**Work task**
Could you show each line of the records that contains the word "anyhow"?
*** Begin section ***
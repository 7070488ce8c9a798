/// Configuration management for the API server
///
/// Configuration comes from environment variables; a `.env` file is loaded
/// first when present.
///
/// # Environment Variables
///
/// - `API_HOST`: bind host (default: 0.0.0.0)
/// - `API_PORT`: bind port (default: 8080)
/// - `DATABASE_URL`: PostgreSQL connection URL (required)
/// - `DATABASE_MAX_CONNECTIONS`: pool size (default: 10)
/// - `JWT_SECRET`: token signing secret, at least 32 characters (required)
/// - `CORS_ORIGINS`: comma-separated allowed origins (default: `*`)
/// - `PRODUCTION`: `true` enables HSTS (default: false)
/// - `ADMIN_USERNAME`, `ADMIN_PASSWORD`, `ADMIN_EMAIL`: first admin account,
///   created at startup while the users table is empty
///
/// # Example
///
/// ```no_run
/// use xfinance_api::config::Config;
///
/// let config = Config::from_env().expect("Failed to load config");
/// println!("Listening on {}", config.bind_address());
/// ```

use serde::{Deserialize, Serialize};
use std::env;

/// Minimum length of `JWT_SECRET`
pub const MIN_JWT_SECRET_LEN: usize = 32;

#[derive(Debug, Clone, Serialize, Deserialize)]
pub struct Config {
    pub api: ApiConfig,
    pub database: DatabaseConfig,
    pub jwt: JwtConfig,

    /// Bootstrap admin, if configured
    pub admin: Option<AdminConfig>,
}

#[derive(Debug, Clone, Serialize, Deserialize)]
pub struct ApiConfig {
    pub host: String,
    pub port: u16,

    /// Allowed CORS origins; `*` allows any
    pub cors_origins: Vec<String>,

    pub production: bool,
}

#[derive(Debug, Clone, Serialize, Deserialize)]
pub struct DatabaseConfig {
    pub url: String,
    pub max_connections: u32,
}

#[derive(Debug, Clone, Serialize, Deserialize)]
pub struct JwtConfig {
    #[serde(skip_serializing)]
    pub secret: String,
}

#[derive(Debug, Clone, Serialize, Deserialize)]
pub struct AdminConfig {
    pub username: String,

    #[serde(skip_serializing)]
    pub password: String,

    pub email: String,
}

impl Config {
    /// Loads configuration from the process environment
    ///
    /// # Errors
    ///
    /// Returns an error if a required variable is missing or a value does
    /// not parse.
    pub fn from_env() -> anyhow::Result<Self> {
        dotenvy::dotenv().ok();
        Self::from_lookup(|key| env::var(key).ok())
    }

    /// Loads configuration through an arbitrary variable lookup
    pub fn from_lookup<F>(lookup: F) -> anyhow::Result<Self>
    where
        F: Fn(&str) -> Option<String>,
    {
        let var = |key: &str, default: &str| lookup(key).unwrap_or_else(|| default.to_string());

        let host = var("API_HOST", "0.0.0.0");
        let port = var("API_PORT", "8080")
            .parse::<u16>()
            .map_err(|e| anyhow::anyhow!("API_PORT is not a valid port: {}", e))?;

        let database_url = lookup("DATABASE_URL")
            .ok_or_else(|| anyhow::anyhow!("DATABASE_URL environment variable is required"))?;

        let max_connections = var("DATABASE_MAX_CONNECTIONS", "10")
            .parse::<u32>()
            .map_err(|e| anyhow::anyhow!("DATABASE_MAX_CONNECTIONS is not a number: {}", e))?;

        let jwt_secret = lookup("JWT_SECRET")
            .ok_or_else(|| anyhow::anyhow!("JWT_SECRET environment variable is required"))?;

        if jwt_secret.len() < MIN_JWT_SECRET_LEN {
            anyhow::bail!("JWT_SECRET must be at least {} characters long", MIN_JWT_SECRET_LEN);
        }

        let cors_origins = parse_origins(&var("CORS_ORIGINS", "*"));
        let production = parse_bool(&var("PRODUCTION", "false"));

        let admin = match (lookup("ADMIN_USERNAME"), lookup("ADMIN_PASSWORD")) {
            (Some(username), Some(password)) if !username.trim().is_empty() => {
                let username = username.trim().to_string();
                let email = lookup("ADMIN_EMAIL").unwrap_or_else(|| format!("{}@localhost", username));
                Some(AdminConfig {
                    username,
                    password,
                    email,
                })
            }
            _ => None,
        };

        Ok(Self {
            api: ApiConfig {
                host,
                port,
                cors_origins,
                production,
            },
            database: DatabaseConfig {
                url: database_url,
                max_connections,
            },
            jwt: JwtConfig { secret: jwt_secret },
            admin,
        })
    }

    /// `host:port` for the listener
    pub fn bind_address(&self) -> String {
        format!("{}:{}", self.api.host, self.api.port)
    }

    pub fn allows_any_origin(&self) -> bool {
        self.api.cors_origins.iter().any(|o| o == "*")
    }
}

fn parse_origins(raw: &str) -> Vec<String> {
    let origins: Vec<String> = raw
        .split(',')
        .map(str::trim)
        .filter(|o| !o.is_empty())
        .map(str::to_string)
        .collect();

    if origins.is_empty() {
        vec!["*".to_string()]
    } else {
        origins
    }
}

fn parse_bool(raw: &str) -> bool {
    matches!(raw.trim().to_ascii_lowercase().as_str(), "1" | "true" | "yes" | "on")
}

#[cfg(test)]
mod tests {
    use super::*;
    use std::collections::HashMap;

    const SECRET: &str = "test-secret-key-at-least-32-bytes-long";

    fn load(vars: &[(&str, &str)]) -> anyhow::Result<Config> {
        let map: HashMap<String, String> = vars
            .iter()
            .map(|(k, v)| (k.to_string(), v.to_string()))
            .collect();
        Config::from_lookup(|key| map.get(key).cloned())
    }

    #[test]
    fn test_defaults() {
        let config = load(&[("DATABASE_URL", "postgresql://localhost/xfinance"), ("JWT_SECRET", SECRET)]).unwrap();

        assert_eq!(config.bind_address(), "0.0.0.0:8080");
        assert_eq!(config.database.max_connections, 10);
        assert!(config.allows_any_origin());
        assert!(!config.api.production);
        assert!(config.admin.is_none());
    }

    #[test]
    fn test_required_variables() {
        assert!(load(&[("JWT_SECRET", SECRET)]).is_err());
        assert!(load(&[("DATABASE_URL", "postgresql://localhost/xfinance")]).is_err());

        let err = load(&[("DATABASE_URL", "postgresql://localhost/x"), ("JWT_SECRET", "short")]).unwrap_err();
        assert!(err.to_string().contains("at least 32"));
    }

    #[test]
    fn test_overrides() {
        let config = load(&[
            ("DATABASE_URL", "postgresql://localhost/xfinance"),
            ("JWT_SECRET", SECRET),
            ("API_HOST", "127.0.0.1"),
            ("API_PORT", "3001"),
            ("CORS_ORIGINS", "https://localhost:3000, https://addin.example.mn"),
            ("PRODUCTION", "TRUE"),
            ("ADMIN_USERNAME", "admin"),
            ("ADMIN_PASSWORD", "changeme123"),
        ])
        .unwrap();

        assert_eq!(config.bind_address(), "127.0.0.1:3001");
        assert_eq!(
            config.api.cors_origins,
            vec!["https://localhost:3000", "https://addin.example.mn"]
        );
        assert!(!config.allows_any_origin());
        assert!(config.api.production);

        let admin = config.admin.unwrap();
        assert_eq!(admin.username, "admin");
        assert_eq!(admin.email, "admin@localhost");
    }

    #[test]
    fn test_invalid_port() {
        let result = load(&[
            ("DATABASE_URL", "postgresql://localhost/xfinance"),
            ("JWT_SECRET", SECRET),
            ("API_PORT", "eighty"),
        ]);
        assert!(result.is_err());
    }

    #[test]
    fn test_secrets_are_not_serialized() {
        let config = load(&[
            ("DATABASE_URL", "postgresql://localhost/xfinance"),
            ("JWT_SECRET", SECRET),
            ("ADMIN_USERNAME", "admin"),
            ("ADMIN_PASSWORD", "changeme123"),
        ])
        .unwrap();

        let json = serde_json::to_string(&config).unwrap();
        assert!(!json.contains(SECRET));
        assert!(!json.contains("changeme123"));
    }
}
*** End section ***
**Result for this task**
    pub fn from_env() -> anyhow::Result<Self> {
    pub fn from_lookup<F>(lookup: F) -> anyhow::Result<Self>
            .map_err(|e| anyhow::anyhow!("API_PORT is not a valid port: {}", e))?;
            .ok_or_else(|| anyhow::anyhow!("DATABASE_URL environment variable is required"))?;
            .map_err(|e| anyhow::anyhow!("DATABASE_MAX_CONNECTIONS is not a number: {}", e))?;
            .ok_or_else(|| anyhow::anyhow!("JWT_SECRET environment variable is required"))?;
            anyhow::bail!("JWT_SECRET must be at least {} characters long", MIN_JWT_SECRET_LEN);
    fn load(vars: &[(&str, &str)]) -> anyhow::Result<Config> {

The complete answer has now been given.